(Data items)

----------------------------------------

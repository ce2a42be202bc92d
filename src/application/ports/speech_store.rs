//! Speech Store Port - 朗读记录存储端口
//!
//! 两个后端（SQLite / Sled）在进程启动时二选一，
//! 运行期不可切换；处理器只依赖本 trait。

use async_trait::async_trait;
use chrono::{DateTime, Utc};
use thiserror::Error;
use uuid::Uuid;

use crate::domain::NewSpeech;

/// 存储错误
#[derive(Debug, Error)]
pub enum StoreError {
    #[error("Database error: {0}")]
    DatabaseError(String),

    #[error("Serialization error: {0}")]
    SerializationError(String),
}

/// 已持久化的朗读记录
#[derive(Debug, Clone)]
pub struct SpeechRecord {
    pub id: Uuid,
    pub text: String,
    pub voice_name: String,
    pub language_code: String,
    pub pitch: f64,
    pub speed: f64,
    pub volume: f64,
    pub user_id: String,
    pub created_at: DateTime<Utc>,
}

/// Speech Store Port
#[async_trait]
pub trait SpeechStorePort: Send + Sync {
    /// 插入记录，由后端分配 `id` 与 `created_at`
    async fn insert(&self, speech: &NewSpeech) -> Result<SpeechRecord, StoreError>;

    /// 查询记录，按创建时间倒序，最多 `limit` 条
    ///
    /// `user_id` 为 None 时返回全部用户的记录
    async fn query(
        &self,
        user_id: Option<&str>,
        limit: usize,
    ) -> Result<Vec<SpeechRecord>, StoreError>;

    /// 按 id 删除，最多删除一条；id 不存在时为 no-op
    async fn delete_by_id(&self, id: &str) -> Result<(), StoreError>;

    /// 仅取出匹配记录的 text 字段（统计用）
    async fn select_texts(&self, user_id: Option<&str>) -> Result<Vec<String>, StoreError>;
}
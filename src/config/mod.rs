//! Configuration Module
//!
//! 提供应用配置管理功能，支持多层级配置来源：
//! - 环境变量（最高优先级）
//! - 配置文件（TOML 格式）
//! - 默认值（最低优先级）

mod loader;
mod types;

pub use loader::{load_config, print_config, ConfigError};
pub use types::{
    AppConfig, BackendKind, DatabaseConfig, LogConfig, ServerConfig, SledConfig, SqliteConfig,
};
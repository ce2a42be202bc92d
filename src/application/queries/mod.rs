//! Queries - CQRS 查询

pub mod handlers;
mod speech_queries;

pub use speech_queries::{GetHistory, GetStatistics, DEFAULT_HISTORY_LIMIT};
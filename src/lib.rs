//! Speechlog - 朗读记录持久化服务
//!
//! 架构设计: Hexagonal Architecture + CQRS
//!
//! 领域层 (domain/):
//! - Speech Context: 朗读记录校验与默认值
//!
//! 应用层 (application/):
//! - Ports: 存储端口定义（SpeechStorePort）
//! - Commands: SaveSpeech / DeleteSpeech 及处理器
//! - Queries: GetHistory / GetStatistics 及处理器
//!
//! 基础设施层 (infrastructure/):
//! - HTTP: RESTful API（axum）
//! - Persistence: SQLite 与 Sled 双后端，启动时二选一
//! - Memory: 测试用内存存储

pub mod application;
pub mod config;
pub mod domain;
pub mod infrastructure;

pub use config::{load_config, AppConfig};
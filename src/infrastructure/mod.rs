//! Infrastructure Layer - 基础设施层
//!
//! 提供所有端口的具体实现

pub mod http;
pub mod memory;
pub mod persistence;

pub use memory::InMemorySpeechStore;
pub use persistence::{SledSpeechStore, SqliteSpeechStore};
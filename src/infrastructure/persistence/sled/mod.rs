//! Sled Persistence - 嵌入式文档型存储实现

mod speech_store;

pub use speech_store::{SledSpeechStore, SledStoreConfig};
//! Command Handlers

mod speech_handlers;

pub use speech_handlers::{DeleteSpeechHandler, SaveSpeechHandler};
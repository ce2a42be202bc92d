//! Ports - 出站端口
//!
//! 具体实现在 infrastructure 层（SQLite / Sled / 内存）

mod speech_store;

pub use speech_store::{SpeechRecord, SpeechStorePort, StoreError};
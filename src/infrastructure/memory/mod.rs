//! In-Memory Implementations - 测试用内存实现

mod speech_store;

pub use speech_store::InMemorySpeechStore;
//! Query Handlers

mod speech_handlers;

pub use speech_handlers::{GetHistoryHandler, GetStatisticsHandler, SpeechStatistics};
//! Data Transfer Objects
//!
//! 与浏览器端约定的 JSON 均为 camelCase

use serde::{Deserialize, Serialize};
use uuid::Uuid;

use crate::application::{SpeechRecord, SpeechStatistics};

// ============================================================================
// Requests
// ============================================================================

/// 保存朗读记录请求
#[derive(Debug, Deserialize)]
#[serde(rename_all = "camelCase")]
pub struct SaveSpeechRequest {
    /// 缺失与空串等价，统一走 "Text is required" 校验
    pub text: Option<String>,
    pub voice_name: Option<String>,
    pub language_code: Option<String>,
    pub pitch: Option<f64>,
    pub speed: Option<f64>,
    pub volume: Option<f64>,
    pub user_id: Option<String>,
}

/// history 查询参数
///
/// `limit` 以字符串接收，非数字在处理器中返回 400
#[derive(Debug, Deserialize, Default)]
#[serde(rename_all = "camelCase")]
pub struct HistoryQuery {
    pub user_id: Option<String>,
    pub limit: Option<String>,
}

/// statistics 查询参数
#[derive(Debug, Deserialize, Default)]
#[serde(rename_all = "camelCase")]
pub struct StatisticsQuery {
    pub user_id: Option<String>,
}

// ============================================================================
// Responses
// ============================================================================

/// 朗读记录响应体
#[derive(Debug, Serialize)]
#[serde(rename_all = "camelCase")]
pub struct SpeechDto {
    pub id: Uuid,
    pub text: String,
    pub voice_name: String,
    pub language_code: String,
    pub pitch: f64,
    pub speed: f64,
    pub volume: f64,
    pub user_id: String,
    pub created_at: String,
}

impl From<SpeechRecord> for SpeechDto {
    fn from(record: SpeechRecord) -> Self {
        Self {
            id: record.id,
            text: record.text,
            voice_name: record.voice_name,
            language_code: record.language_code,
            pitch: record.pitch,
            speed: record.speed,
            volume: record.volume,
            user_id: record.user_id,
            created_at: record.created_at.to_rfc3339(),
        }
    }
}

/// save 响应
#[derive(Debug, Serialize)]
pub struct SaveSpeechResponse {
    pub success: bool,
    pub speech: SpeechDto,
    pub message: &'static str,
}

/// history 响应
#[derive(Debug, Serialize)]
pub struct HistoryResponse {
    pub success: bool,
    pub speeches: Vec<SpeechDto>,
    pub count: usize,
}

/// statistics 响应
#[derive(Debug, Serialize)]
pub struct StatisticsResponse {
    pub success: bool,
    pub statistics: StatisticsDto,
}

#[derive(Debug, Serialize)]
#[serde(rename_all = "camelCase")]
pub struct StatisticsDto {
    pub total_speeches: usize,
    pub total_characters: u64,
    pub average_length: u64,
}

impl From<SpeechStatistics> for StatisticsDto {
    fn from(stats: SpeechStatistics) -> Self {
        Self {
            total_speeches: stats.total_speeches,
            total_characters: stats.total_characters,
            average_length: stats.average_length,
        }
    }
}

/// delete 响应
#[derive(Debug, Serialize)]
pub struct DeleteSpeechResponse {
    pub success: bool,
    pub message: &'static str,
}

/// health 响应
#[derive(Debug, Serialize)]
pub struct HealthResponse {
    pub status: &'static str,
    pub message: &'static str,
    pub database: &'static str,
}
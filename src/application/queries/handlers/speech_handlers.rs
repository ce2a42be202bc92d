//! Speech Query Handlers

use std::sync::Arc;

use crate::application::error::ApplicationError;
use crate::application::ports::{SpeechRecord, SpeechStorePort};
use crate::application::queries::{GetHistory, GetStatistics, DEFAULT_HISTORY_LIMIT};

// ============================================================================
// GetHistory
// ============================================================================

/// GetHistory Handler - 按创建时间倒序取最近记录
pub struct GetHistoryHandler {
    store: Arc<dyn SpeechStorePort>,
}

impl GetHistoryHandler {
    pub fn new(store: Arc<dyn SpeechStorePort>) -> Self {
        Self { store }
    }

    pub async fn handle(&self, query: GetHistory) -> Result<Vec<SpeechRecord>, ApplicationError> {
        let limit = query.limit.unwrap_or(DEFAULT_HISTORY_LIMIT);
        let records = self.store.query(query.user_id.as_deref(), limit).await?;
        Ok(records)
    }
}

// ============================================================================
// GetStatistics
// ============================================================================

/// 统计结果
#[derive(Debug, Clone, PartialEq, Eq)]
pub struct SpeechStatistics {
    pub total_speeches: usize,
    pub total_characters: u64,
    pub average_length: u64,
}

/// GetStatistics Handler - 基于 text 字段聚合
///
/// 平均长度四舍五入（half-up），无记录时全部为 0
pub struct GetStatisticsHandler {
    store: Arc<dyn SpeechStorePort>,
}

impl GetStatisticsHandler {
    pub fn new(store: Arc<dyn SpeechStorePort>) -> Self {
        Self { store }
    }

    pub async fn handle(&self, query: GetStatistics) -> Result<SpeechStatistics, ApplicationError> {
        let texts = self.store.select_texts(query.user_id.as_deref()).await?;

        let total_speeches = texts.len();
        let total_characters: u64 = texts.iter().map(|t| t.chars().count() as u64).sum();
        let average_length = if total_speeches > 0 {
            (total_characters as f64 / total_speeches as f64).round() as u64
        } else {
            0
        };

        Ok(SpeechStatistics {
            total_speeches,
            total_characters,
            average_length,
        })
    }
}

#[cfg(test)]
mod tests {
    use super::*;
    use crate::application::commands::handlers::SaveSpeechHandler;
    use crate::application::commands::SaveSpeech;
    use crate::infrastructure::memory::InMemorySpeechStore;

    async fn seed(store: &Arc<InMemorySpeechStore>, text: &str, user_id: &str) {
        let handler = SaveSpeechHandler::new(store.clone() as Arc<dyn SpeechStorePort>);
        handler
            .handle(SaveSpeech {
                text: text.to_string(),
                voice_name: None,
                language_code: None,
                pitch: None,
                speed: None,
                volume: None,
                user_id: Some(user_id.to_string()),
            })
            .await
            .unwrap();
    }

    #[tokio::test]
    async fn test_statistics_empty_store() {
        let store = Arc::new(InMemorySpeechStore::new());
        let handler = GetStatisticsHandler::new(store);

        let stats = handler.handle(GetStatistics::default()).await.unwrap();
        assert_eq!(
            stats,
            SpeechStatistics {
                total_speeches: 0,
                total_characters: 0,
                average_length: 0,
            }
        );
    }

    #[tokio::test]
    async fn test_statistics_average_rounded() {
        let store = Arc::new(InMemorySpeechStore::new());
        seed(&store, "abc", "u1").await; // 3
        seed(&store, "abcde", "u1").await; // 5
        seed(&store, "abcdefghij", "u1").await; // 10

        let handler = GetStatisticsHandler::new(store);
        let stats = handler.handle(GetStatistics::default()).await.unwrap();
        assert_eq!(stats.total_speeches, 3);
        assert_eq!(stats.total_characters, 18);
        assert_eq!(stats.average_length, 6);
    }

    #[tokio::test]
    async fn test_statistics_filtered_by_user() {
        let store = Arc::new(InMemorySpeechStore::new());
        seed(&store, "abc", "u1").await;
        seed(&store, "abcdefghij", "u2").await;

        let handler = GetStatisticsHandler::new(store);
        let stats = handler
            .handle(GetStatistics {
                user_id: Some("u1".to_string()),
            })
            .await
            .unwrap();
        assert_eq!(stats.total_speeches, 1);
        assert_eq!(stats.total_characters, 3);
    }

    #[tokio::test]
    async fn test_history_default_limit_and_order() {
        let store = Arc::new(InMemorySpeechStore::new());
        for i in 0..25 {
            seed(&store, &format!("speech {}", i), "u1").await;
            tokio::time::sleep(std::time::Duration::from_millis(1)).await;
        }

        let handler = GetHistoryHandler::new(store);
        let records = handler.handle(GetHistory::default()).await.unwrap();
        assert_eq!(records.len(), DEFAULT_HISTORY_LIMIT);
        // 最新的排最前
        assert_eq!(records[0].text, "speech 24");
        for pair in records.windows(2) {
            assert!(pair[0].created_at >= pair[1].created_at);
        }
    }

    #[tokio::test]
    async fn test_history_filtered_by_user() {
        let store = Arc::new(InMemorySpeechStore::new());
        seed(&store, "mine", "u1").await;
        seed(&store, "theirs", "u2").await;

        let handler = GetHistoryHandler::new(store);
        let records = handler
            .handle(GetHistory {
                user_id: Some("u1".to_string()),
                limit: None,
            })
            .await
            .unwrap();
        assert_eq!(records.len(), 1);
        assert_eq!(records[0].text, "mine");
    }
}
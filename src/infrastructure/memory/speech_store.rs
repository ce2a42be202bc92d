//! In-Memory Speech Store Implementation
//!
//! 供测试替换真实后端；语义与 SQLite / Sled 实现一致。

use async_trait::async_trait;
use chrono::Utc;
use dashmap::DashMap;
use std::sync::Arc;
use uuid::Uuid;

use crate::application::ports::{SpeechRecord, SpeechStorePort, StoreError};
use crate::domain::NewSpeech;

/// 内存朗读记录存储
pub struct InMemorySpeechStore {
    records: DashMap<String, SpeechRecord>,
}

impl InMemorySpeechStore {
    pub fn new() -> Self {
        Self {
            records: DashMap::new(),
        }
    }

    pub fn arc(self) -> Arc<Self> {
        Arc::new(self)
    }

    /// 当前记录数
    pub fn len(&self) -> usize {
        self.records.len()
    }

    pub fn is_empty(&self) -> bool {
        self.records.is_empty()
    }
}

impl Default for InMemorySpeechStore {
    fn default() -> Self {
        Self::new()
    }
}

#[async_trait]
impl SpeechStorePort for InMemorySpeechStore {
    async fn insert(&self, speech: &NewSpeech) -> Result<SpeechRecord, StoreError> {
        let record = SpeechRecord {
            id: Uuid::new_v4(),
            text: speech.text.clone(),
            voice_name: speech.voice_name.clone(),
            language_code: speech.language_code.clone(),
            pitch: speech.pitch,
            speed: speech.speed,
            volume: speech.volume,
            user_id: speech.user_id.clone(),
            created_at: Utc::now(),
        };
        self.records.insert(record.id.to_string(), record.clone());
        Ok(record)
    }

    async fn query(
        &self,
        user_id: Option<&str>,
        limit: usize,
    ) -> Result<Vec<SpeechRecord>, StoreError> {
        let mut records: Vec<SpeechRecord> = self
            .records
            .iter()
            .filter(|r| user_id.is_none() || user_id == Some(r.user_id.as_str()))
            .map(|r| r.value().clone())
            .collect();
        records.sort_by(|a, b| b.created_at.cmp(&a.created_at));
        records.truncate(limit);
        Ok(records)
    }

    async fn delete_by_id(&self, id: &str) -> Result<(), StoreError> {
        self.records.remove(id);
        Ok(())
    }

    async fn select_texts(&self, user_id: Option<&str>) -> Result<Vec<String>, StoreError> {
        Ok(self
            .records
            .iter()
            .filter(|r| user_id.is_none() || user_id == Some(r.user_id.as_str()))
            .map(|r| r.text.clone())
            .collect())
    }
}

----------------------------------------

WHAT TO PRODUCE » Restate word for word only the lines above from the line containing "#[derive(Debug, Clone, PartialEq, Eq)]" to the line containing "let total_speeches = texts.len();", both of them included.

ANSWER BOX »
#[derive(Debug, Clone, PartialEq, Eq)]
pub struct SpeechStatistics {
    pub total_speeches: usize,
    pub total_characters: u64,
    pub average_length: u64,
}

/// GetStatistics Handler - 基于 text 字段聚合
///
/// 平均长度四舍五入（half-up），无记录时全部为 0
pub struct GetStatisticsHandler {
    store: Arc<dyn SpeechStorePort>,
}

impl GetStatisticsHandler {
    pub fn new(store: Arc<dyn SpeechStorePort>) -> Self {
        Self { store }
    }

    pub async fn handle(&self, query: GetStatistics) -> Result<SpeechStatistics, ApplicationError> {
        let texts = self.store.select_texts(query.user_id.as_deref()).await?;

        let total_speeches = texts.len();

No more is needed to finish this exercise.